There was indeed an elusive-to-describe but ever-present odour in the air which one would immediately notice coming in the door, and was capable of gagging a person who took a sniff within a foot of the flower itself.  Someone brought some stinky cheese which we enjoyed.

But my favourite story is from our friend Ada who surprised me by not only coming, but arrived at the door with two bottles of wine to celebrate an echo of family history, and needed her picture taken with the plant.

For she knew of a family photo from circa 1938 of her grandma Ina and her great-grandmother, in turn, who grew the flower.   A glass of wine to toast grandma, 2016!

Saturday, August 27, 2016

A Gravel Soapbox

To those who aim to have a "natural looking" garden/landscape/xeriscape/native garden/rock garden or any garden with gravel.

Here is a massive trick.
A feather you must stick in your hat.
Ever go hiking?  Mama nature rarely uses gravel.  
But we do, it's a valid thing for us to use in gardens.
But ol' Mama nature, when she does, it's never screened perfectly like our manufactured gravel, eh?

(Image: in the desert near Whitewater, CO. Basaltic gravel on a red clay, and habitat of the threatened hookless cactus: Sclerocactus glaucus)

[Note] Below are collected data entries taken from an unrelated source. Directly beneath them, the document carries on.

//! Ordered field map for object values.
//!
//! [`FieldMap`] wraps an [`IndexMap`] so object fields keep their insertion
//! order, which keeps `Debug` output and iteration deterministic.
//!
//! ## Examples
//!
//! ```rust
//! use audio_format::{FieldMap, Value};
//!
//! let mut fields = FieldMap::new();
//! fields.insert("channels".to_string(), Value::from(2));
//! fields.insert("sampleRate".to_string(), Value::from(44100));
//!
//! assert_eq!(fields.len(), 2);
//! assert_eq!(fields.get("channels").and_then(|v| v.as_i64()), Some(2));
//! ```

use indexmap::IndexMap;

/// An ordered map of field names to values.
#[derive(Debug, Clone, PartialEq, Default)]
pub struct FieldMap(IndexMap<String, crate::Value>);

impl FieldMap {
    /// Creates an empty `FieldMap`.
    #[must_use]
    pub fn new() -> Self {
        FieldMap(IndexMap::new())
    }

    /// Creates an empty `FieldMap` with the specified capacity.
    #[must_use]
    pub fn with_capacity(capacity: usize) -> Self {
        FieldMap(IndexMap::with_capacity(capacity))
    }

    /// Inserts a field. If the field was already present, the old value is returned.
    ///
    /// # Examples
    ///
    /// ```rust
    /// use audio_format::{FieldMap, Value};
    ///
    /// let mut fields = FieldMap::new();
    /// assert!(fields.insert("rate".to_string(), Value::from(8000)).is_none());
    /// assert!(fields.insert("rate".to_string(), Value::from(16000)).is_some());
    /// ```
    pub fn insert(&mut self, key: String, value: crate::Value) -> Option<crate::Value> {
        self.0.insert(key, value)
    }

    /// Returns a reference to the value of a field.
    #[must_use]
    pub fn get(&self, key: &str) -> Option<&crate::Value> {
        self.0.get(key)
    }

    /// Returns `true` if the field is present, whatever its value.
    #[must_use]
    pub fn contains_key(&self, key: &str) -> bool {
        self.0.contains_key(key)
    }

    #[must_use]
    pub fn len(&self) -> usize {
        self.0.len()
    }

    #[must_use]
    pub fn is_empty(&self) -> bool {
        self.0.is_empty()
    }

    /// Returns an iterator over the field names, in insertion order.
    pub fn keys(&self) -> indexmap::map::Keys<'_, String, crate::Value> {
        self.0.keys()
    }

    /// Returns an iterator over the fields, in insertion order.
    pub fn iter(&self) -> indexmap::map::Iter<'_, String, crate::Value> {
        self.0.iter()
    }
}

impl IntoIterator for FieldMap {
    type Item = (String, crate::Value);
    type IntoIter = indexmap::map::IntoIter<String, crate::Value>;

    fn into_iter(self) -> Self::IntoIter {
        self.0.into_iter()
    }
}

impl FromIterator<(String, crate::Value)> for FieldMap {
    fn from_iter<T: IntoIterator<Item = (String, crate::Value)>>(iter: T) -> Self {
        FieldMap(IndexMap::from_iter(iter))
    }
}
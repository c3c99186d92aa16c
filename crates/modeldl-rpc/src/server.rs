//! HTTP server implementation using Axum.

use crate::handlers::{handle_health, handle_rpc};
use axum::{
    routing::{get, post},
    Router,
};
use modeldl_core::ModelDownloadEngine;
use std::net::SocketAddr;
use std::sync::Arc;
use tower_http::cors::{Any, CorsLayer};
use tracing::info;

/// Application state shared across handlers.
pub struct AppState {
    /// The headless download engine this server wraps.
    pub engine: ModelDownloadEngine,
}

/// Start the JSON-RPC HTTP server.
///
/// Returns the actual address the server is bound to (useful when `port == 0`).
pub async fn start_server(engine: ModelDownloadEngine, host: &str, port: u16) -> anyhow::Result<SocketAddr> {
    let state = Arc::new(AppState { engine });

    let cors = CorsLayer::new()
        .allow_origin(Any)
        .allow_methods(Any)
        .allow_headers(Any);

    let app = Router::new()
        .route("/health", get(handle_health))
        .route("/rpc", post(handle_rpc))
        .layer(cors)
        .with_state(state);

    let addr: SocketAddr = format!("{}:{}", host, port).parse()?;
    let listener = tokio::net::TcpListener::bind(addr).await?;
    let actual_addr = listener.local_addr()?;

    info!("Server listening on {}", actual_addr);

    tokio::spawn(async move {
        axum::serve(listener, app).await.expect("server error");
    });

    Ok(actual_addr)
}

#[cfg(test)]
mod tests {
    use super::*;
    use modeldl_core::{EngineConfig, RepositoryId};
    use std::sync::Arc as StdArc;
    use tempfile::TempDir;

    struct EmptyResolver;

    #[async_trait::async_trait]
    impl modeldl_core::resolver::FileListResolver for EmptyResolver {
        async fn list_files(
            &self,
            _repo_id: &RepositoryId,
            _backend: modeldl_core::Backend,
        ) -> modeldl_core::Result<Vec<modeldl_core::RemoteFile>> {
            Ok(vec![])
        }
    }

    #[tokio::test]
    async fn test_server_starts() {
        let temp_dir = TempDir::new().unwrap();
        let engine = ModelDownloadEngine::new(EngineConfig::new(temp_dir.path(), StdArc::new(EmptyResolver)))
            .await
            .unwrap();

        let addr = start_server(engine, "127.0.0.1", 0).await.unwrap();
        assert!(addr.port() > 0);
    }
}
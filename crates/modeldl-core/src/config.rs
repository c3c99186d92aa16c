//! Centralized configuration for the download engine.
//!
//! Configuration is a bag of `pub const` associated constants grouped by
//! concern rather than a parsed config file — the engine has no environment
//! or on-disk config surface of its own; hosts that need one layer it on top.

use std::time::Duration;

/// Network timeouts, retry bounds, and transfer chunking.
pub struct NetworkConfig;

impl NetworkConfig {
    /// Connect timeout for a single HTTP request (spec §5: default 30s).
    pub const CONNECT_TIMEOUT: Duration = Duration::from_secs(30);
    /// Inactivity timeout: fail a transfer if no bytes arrive within this window.
    pub const INACTIVITY_TIMEOUT: Duration = Duration::from_secs(60);
    /// Bounded retries for a single file transfer (spec §7).
    pub const DOWNLOAD_MAX_RETRIES: u32 = 5;
    pub const DOWNLOAD_RETRY_BASE_DELAY: Duration = Duration::from_secs(1);
    pub const DOWNLOAD_RETRY_MAX_DELAY: Duration = Duration::from_secs(30);
    /// Read buffer size for streaming a response body to disk.
    pub const DOWNLOAD_CHUNK_SIZE: usize = 8192;
    /// Suffix used for partially-written staging files (enables `Range` resume).
    pub const DOWNLOAD_TEMP_SUFFIX: &'static str = ".part";
    /// Throttle for persisted progress writes (spec §4.11: ≤1 write/s/download).
    pub const PROGRESS_PERSIST_INTERVAL: Duration = Duration::from_secs(1);
    /// Throttle for aggregated progress events delivered to subscribers (spec §4.6).
    pub const PROGRESS_EVENT_INTERVAL: Duration = Duration::from_millis(100);
}

/// On-disk layout conventions. `models_root` and `temp_root` are supplied by
/// the host at construction time (see [`crate::layout::FileLayout::new`]);
/// these constants cover the fixed substructure beneath them.
pub struct PathsConfig;

impl PathsConfig {
    pub const MODEL_INFO_FILENAME: &'static str = "model_info.json";
    /// Grace period before an orphaned staging directory is eligible for
    /// cleanup by `cleanupIncompleteDownloads` (spec §4.2).
    pub const STAGING_GRACE_PERIOD: Duration = Duration::from_secs(48 * 3600);
}

/// Constants describing the background session driver and manager.
pub struct BackendConfig;

impl BackendConfig {
    /// The single well-known key spec §6 persists the `PersistedDownload`
    /// array under. On this host that key is realized as a JSON file name
    /// (see `StateStore::new`) rather than a preferences-store entry.
    pub const PERSISTED_STATE_KEY: &'static str = "ModelDownloader.BackgroundDownloads.v1";
    /// Default number of files a single download may transfer concurrently.
    pub const DEFAULT_FILE_CONCURRENCY: usize = 3;
    pub const HIGH_PRIORITY_FILE_CONCURRENCY: usize = 6;
    pub const LOW_PRIORITY_FILE_CONCURRENCY: usize = 1;
}

#[cfg(test)]
mod tests {
    use super::*;

    #[test]
    fn timeouts_are_reasonable() {
        assert!(NetworkConfig::CONNECT_TIMEOUT > Duration::ZERO);
        assert!(NetworkConfig::INACTIVITY_TIMEOUT > NetworkConfig::CONNECT_TIMEOUT);
    }

    #[test]
    fn retry_bounds_ordered() {
        assert!(NetworkConfig::DOWNLOAD_RETRY_MAX_DELAY >= NetworkConfig::DOWNLOAD_RETRY_BASE_DELAY);
    }
}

The following three pictures are a gravel-topdressed xeric garden before the plants go in, near a paver path for reference.
Pure 1/2 inch screened gravel is a good base-layer; easy to dig/weed/hoe/look at.
But as flat as flat as boring can be.
Now, throw two handfuls of 1 inch gravel. Very unevenly.  It's heaviest on the lower left and hardly on the upper part at all.  Note that within the scope of the photo, the density of this 1-inch-screen gravel varies from nearly solid to none at all. Note that well.
Lastly, throw in three, yes, literally three pieces of a larger stone yet- 1 1/2 inch gravel.
And you have a dynamic, gently uneven and more "realistic" surface.

You could (and I will) add one or two golfball or softball-sized rocks of the same material, embedded  somewhere in there. (Easily done by simply stepping on it)

I learned this in art school.  When you painted an underpainting- you know, a brownish wash before you even start the portrait- it would be a dire mistake to start with it perfectly even across the whole canvas surface.  Mr. McCoy, our instructor, would always repeat the mantra:  to avoid equality in your composition; "Equals cancel out! Equals cancel out!"

He pointed out that painting a face with equal eyes gave them a creepy, dead stare.  It's true.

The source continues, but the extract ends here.